Preparation of g-C by chemical synthesis of precursors3N4The composite material of the porous zinc oxide nano-sheet is beneficial to the uniformity of the composition of the two materials by a chemical method on one hand, and the two materials are both porous two-dimensional planar structures on the other hand, so that the synergistic effect can be exerted, and necessary gas permeability and contact area can be provided for gas-sensitive detection of benzene-containing VOCs. The invention is therefore proposed.
Disclosure of Invention
Aiming at the defects of the prior art, the invention provides the utilization g-C for detecting the VOCs, which is simple, green and good in repeatability and can realize mass production3N4A method for synthesizing a modified porous zinc oxide nanosheet composite gas-sensitive material.
The technical scheme of the invention is as follows:
utilization g-C for detecting VOCs3N4The synthesis method of the modified porous zinc oxide nanosheet composite gas-sensitive material comprises the following steps:
(1) grinding and uniformly mixing basic zinc carbonate and melamine;
(2) and (2) calcining the mixture obtained in the step (1) under the protection of nitrogen to obtain the composite gas-sensitive material.
According to the invention, the basic zinc carbonate in the step (1) is prepared by the following method: dissolving zinc acetate and urea in water, and reacting at the temperature of 110-; centrifuging, washing and drying to obtain basic zinc carbonate;
preferably, the reaction temperature is 120 ℃, and the reaction time is 8 hours;
preferably, the molar ratio of the zinc acetate to the urea is 1: 2-6; further preferably, the molar ratio of the zinc acetate to the urea is 1: 2;
preferably, the drying condition is 60 ℃ and the drying time is 12 h.
Preferably according to the invention, said melamine in said step (1) is recrystallized melamine;
preferably, the recrystallized melamine is obtained by the following steps:
adding melamine powder into hot water of 70-90 ℃, slowly adding the melamine powder while stirring for dissolving, stopping adding the melamine powder according to the solubility until the melamine powder can not be completely dissolved, and naturally cooling to room temperature after stirring and boiling; filtering and drying to obtain recrystallized melamine;
preferably, the hot water temperature is 80 ℃;
preferably, the drying condition is 60 ℃ and the drying time is 12 h.
According to the invention, the mass ratio of the basic zinc carbonate to the melamine in the step (1) is preferably 2.5-6: 1.
According to the invention, the calcination temperature in the step (2) under the protection of nitrogen is 450-600 ℃, and the calcination time is 3-6 h;
preferably, the calcination condition under the protection of nitrogen is 520 ℃, and the calcination time is 4 hours.
Preferably, according to the present invention, the VOCs are chlorobenzene, toluene, benzene, o-xylene or m-xylene.
The invention obtains a two-dimensional porous composite material by precursor calcination, generates gases such as carbon dioxide and the like by calcination and basic zinc carbonate decomposition to generate a zinc oxide porous structure, and simultaneously generates g-C by calcining melamine in nitrogen protection3N4Can be uniformly and firmly attached to the surface of zinc oxide, g-C3N4Also porous planar structures.
The invention has the beneficial effects that:
1. g-C prepared by the invention3N4In the modified porous zinc oxide nano-sheet composite gas-sensitive material, g-C is generated3N4And zinc oxide are both porous flaky semiconductors, so that the calcined zinc oxide basically presents a two-dimensional flaky shape; the porous structure ensures that the permeability of gas in gas-sensitive detection is favorable for sensitive response, and the two-dimensional plane structure is favorable for the conduction of electrons in the composite material to enhance a gas-sensitive response signal.
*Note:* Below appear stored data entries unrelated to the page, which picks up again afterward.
//! Audit log entries

use chrono::{DateTime, Utc};
use serde::{Deserialize, Serialize};

/// Kind of change recorded
#[derive(Debug, Clone, Copy, PartialEq, Eq, Serialize, Deserialize)]
#[serde(rename_all = "lowercase")]
pub enum Operation {
    Create,
    Update,
    Delete,
}

impl std::fmt::Display for Operation {
    fn fmt(&self, f: &mut std::fmt::Formatter<'_>) -> std::fmt::Result {
        match self {
            Operation::Create => write!(f, "CREATE"),
            Operation::Update => write!(f, "UPDATE"),
            Operation::Delete => write!(f, "DELETE"),
        }
    }
}

/// What part of the budget an entry is about
#[derive(Debug, Clone, Copy, PartialEq, Eq, Serialize, Deserialize)]
#[serde(rename_all = "snake_case")]
pub enum EntityType {
    /// A single budget item
    Item,
    /// The monthly income figure
    Income,
    /// The month being viewed
    MonthCursor,
    /// The document as a whole (import, reset)
    Budget,
}

impl std::fmt::Display for EntityType {
    fn fmt(&self, f: &mut std::fmt::Formatter<'_>) -> std::fmt::Result {
        match self {
            EntityType::Item => write!(f, "Item"),
            EntityType::Income => write!(f, "Income"),
            EntityType::MonthCursor => write!(f, "MonthCursor"),
            EntityType::Budget => write!(f, "Budget"),
        }
    }
}

/// One line of the audit log
#[derive(Debug, Clone, Serialize, Deserialize)]
pub struct AuditEntry {
    pub timestamp: DateTime<Utc>,
    pub operation: Operation,
    pub entity_type: EntityType,
    pub entity_id: String,

    /// Human-readable label (item name, month, ...)
    #[serde(skip_serializing_if = "Option::is_none")]
    pub entity_name: Option<String>,

    /// Snapshot before the operation (updates and deletes)
    #[serde(skip_serializing_if = "Option::is_none")]
    pub before: Option<serde_json::Value>,

    /// Snapshot after the operation (creates and updates)
    #[serde(skip_serializing_if = "Option::is_none")]
    pub after: Option<serde_json::Value>,

    #[serde(skip_serializing_if = "Option::is_none")]
    pub diff_summary: Option<String>,
}

impl AuditEntry {
    fn new(
        operation: Operation,
        entity_type: EntityType,
        entity_id: String,
        entity_name: Option<String>,
    ) -> Self {
        Self {
            timestamp: Utc::now(),
            operation,
            entity_type,
            entity_id,
            entity_name,
            before: None,
            after: None,
            diff_summary: None,
        }
    }

    pub fn create<T: Serialize>(
        entity_type: EntityType,
        entity_id: impl Into<String>,
        entity_name: Option<String>,
        entity: &T,
    ) -> Self {
        let mut entry = Self::new(Operation::Create, entity_type, entity_id.into(), entity_name);
        entry.after = serde_json::to_value(entity).ok();
        entry
    }

    /// Update entry; the diff summary is derived from the two snapshots
    pub fn update<T: Serialize>(
        entity_type: EntityType,
        entity_id: impl Into<String>,
        entity_name: Option<String>,
        before: &T,
        after: &T,
    ) -> Self {
        let mut entry = Self::new(Operation::Update, entity_type, entity_id.into(), entity_name);
        entry.before = serde_json::to_value(before).ok();
        entry.after = serde_json::to_value(after).ok();
        entry.diff_summary = match (&entry.before, &entry.after) {
            (Some(b), Some(a)) => super::diff::generate_diff(b, a),
            _ => None,
        };
        entry
    }

    pub fn delete<T: Serialize>(
        entity_type: EntityType,
        entity_id: impl Into<String>,
        entity_name: Option<String>,
        entity: &T,
    ) -> Self {
        let mut entry = Self::new(Operation::Delete, entity_type, entity_id.into(), entity_name);
        entry.before = serde_json::to_value(entity).ok();
        entry
    }

    /// Replace the generated diff summary
    pub fn with_summary(mut self, summary: impl Into<String>) -> Self {
        self.diff_summary = Some(summary.into());
        self
    }

    /// One line per entry, plus a second line for the changes
    pub fn format_human_readable(&self) -> String {
        let mut output = format!(
            "[{}] {} {} {}",
            self.timestamp.format("%Y-%m-%d %H:%M:%S UTC"),
            self.operation,
            self.entity_type,
            self.entity_id
        );

        if let Some(name) = &self.entity_name {
            output.push_str(&format!(" ({})", name));
        }

        if let Some(diff) = &self.diff_summary {
            output.push_str(&format!("\n  Changes: {}", diff));
        }

        output
    }
}

#[cfg(test)]
mod tests {
    use super::*;
    use serde_json::json;

    #[test]
    fn test_display() {
        assert_eq!(Operation::Delete.to_string(), "DELETE");
        assert_eq!(EntityType::MonthCursor.to_string(), "MonthCursor");
    }

    #[test]
    fn test_create_entry() {
        let data = json!({"name": "Huur", "amount": 900});
        let entry = AuditEntry::create(EntityType::Item, "abc", Some("Huur".into()), &data);

        assert_eq!(entry.operation, Operation::Create);
        assert!(entry.before.is_none());
        assert_eq!(entry.after, Some(data));
    }

    #[test]
    fn test_update_entry_derives_diff() {
        let before = json!({"name": "Huur", "amount": 900});
        let after = json!({"name": "Huur", "amount": 950});

        let entry = AuditEntry::update(EntityType::Item, "abc", None, &before, &after);

        assert_eq!(entry.operation, Operation::Update);
        assert_eq!(entry.diff_summary.as_deref(), Some("amount: 900 -> 950"));
    }

    #[test]
    fn test_with_summary_overrides() {
        let entry = AuditEntry::update(EntityType::Budget, "budget", None, &json!(1), &json!(2))
            .with_summary("imported 3 items");
        assert_eq!(entry.diff_summary.as_deref(), Some("imported 3 items"));
    }

    #[test]
    fn test_delete_entry() {
        let entry = AuditEntry::delete(EntityType::Item, "abc", None, &json!({"name": "Oud"}));
        assert!(entry.before.is_some());
        assert!(entry.after.is_none());
    }

    #[test]
    fn test_entity_type_wire_name() {
        let entry = AuditEntry::create(EntityType::MonthCursor, "cursor", None, &json!("2024-02"));
        let json = serde_json::to_value(&entry).unwrap();
        assert_eq!(json["entity_type"], "month_cursor");
        assert!(json.get("before").is_none());
    }

    #[test]
    fn test_human_readable_format() {
        let entry = AuditEntry::update(
            EntityType::Income,
            "income",
            Some("Inkomen".into()),
            &json!(2000),
            &json!(2500),
        );

        let formatted = entry.format_human_readable();
        assert!(formatted.contains("UPDATE Income income (Inkomen)"));
        assert!(formatted.contains("Changes: 2000 -> 2500"));
    }
}
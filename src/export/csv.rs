//! CSV export of a month's agenda

use std::io::Write;

use crate::error::{PlannerError, PlannerResult};
use crate::schedule::MonthSummary;

/// Write one row per occurrence: `date,name,type,category,amount,note`
///
/// Amounts use a decimal point regardless of display settings so the file
/// stays machine-readable.
pub fn export_agenda_csv<W: Write>(summary: &MonthSummary, writer: W) -> PlannerResult<()> {
    let mut csv_writer = csv::Writer::from_writer(writer);

    csv_writer
        .write_record(["date", "name", "type", "category", "amount", "note"])
        .map_err(|e| PlannerError::Export(e.to_string()))?;

    for event in &summary.events {
        let amount = format!(
            "{}{}.{:02}",
            if event.amount.is_negative() { "-" } else { "" },
            event.amount.major().abs(),
            event.amount.cents_part()
        );
        csv_writer
            .write_record([
                event.date.format("%Y-%m-%d").to_string(),
                event.name.clone(),
                event.item_type.as_str().to_string(),
                event.category.clone(),
                amount,
                event.note.clone(),
            ])
            .map_err(|e| PlannerError::Export(e.to_string()))?;
    }

    csv_writer
        .flush()
        .map_err(|e| PlannerError::Export(e.to_string()))?;
    Ok(())
}

#[cfg(test)]
mod tests {
    use super::*;
    use crate::models::{BudgetItem, Frequency, ItemType, Money, YearMonth};
    use chrono::NaiveDate;

    #[test]
    fn test_agenda_rows() {
        let anchor = NaiveDate::from_ymd_opt(2024, 1, 1).unwrap();
        let items = vec![
            BudgetItem::new(
                "Huur",
                ItemType::Fixed,
                Money::from_major(900),
                Frequency::Monthly,
                anchor,
            )
            .with_category("Wonen")
            .with_note("Rond de 1e, per bank"),
            BudgetItem::new(
                "Boodschappen",
                ItemType::Optional,
                Money::from_cents(7550),
                Frequency::Weekly,
                anchor,
            ),
        ];
        let summary = MonthSummary::aggregate(&items, YearMonth::new(2024, 2).unwrap());

        let mut out = Vec::new();
        export_agenda_csv(&summary, &mut out).unwrap();
        let text = String::from_utf8(out).unwrap();
        let lines: Vec<&str> = text.lines().collect();

        assert_eq!(lines[0], "date,name,type,category,amount,note");
        assert_eq!(lines[1], "2024-02-01,Huur,fixed,Wonen,900.00,\"Rond de 1e, per bank\"");
        assert_eq!(lines[2], "2024-02-05,Boodschappen,optional,Overig,75.50,");
        assert_eq!(lines.len(), 6);
    }

    #[test]
    fn test_empty_month_has_header_only() {
        let summary = MonthSummary::aggregate(&[], YearMonth::new(2024, 2).unwrap());
        let mut out = Vec::new();
        export_agenda_csv(&summary, &mut out).unwrap();
        assert_eq!(String::from_utf8(out).unwrap().lines().count(), 1);
    }
}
2. g-C prepared by the invention3N4g-C in the modified porous zinc oxide nano-sheet composite gas-sensitive material3N4Three N atoms and 3C atoms all adopt sp2The carbon nitrogen ring unit of the hybrid type has special interaction with benzene ring-containing gas molecules, and forms uniformly dispersed numerous active binding sites, g-C, of the benzene ring-containing gas molecules3N4The synergistic effect of the zinc oxide and the composite gas sensitive material enables the composite gas sensitive material to have better gas sensitive response and sensitivity to benzene-containing VOCs.
3. The gas-sensitive detection response of the composite gas-sensitive material prepared by the method to the benzene-containing VOCs and chlorobenzene gas is obviously superior to that of a pure nano zinc oxide material, and stable high-sensitive response is realized.
4. The preparation method is green, simple and convenient, has good repeatability, and is a process capable of being manufactured and applied in a large scale.
Drawings
FIG. 1 shows g-C prepared in example 13N4And (3) a transmission electron microscope photo of the modified porous zinc oxide nanosheet composite gas-sensitive material.
FIG. 2 shows g-C prepared in example 23N4And (3) a transmission electron microscope photo of the modified porous zinc oxide nanosheet composite gas-sensitive material.
FIG. 3 is g-C prepared in example 13N4And the infrared absorption spectrum of the modified porous zinc oxide nanosheet composite gas-sensitive material.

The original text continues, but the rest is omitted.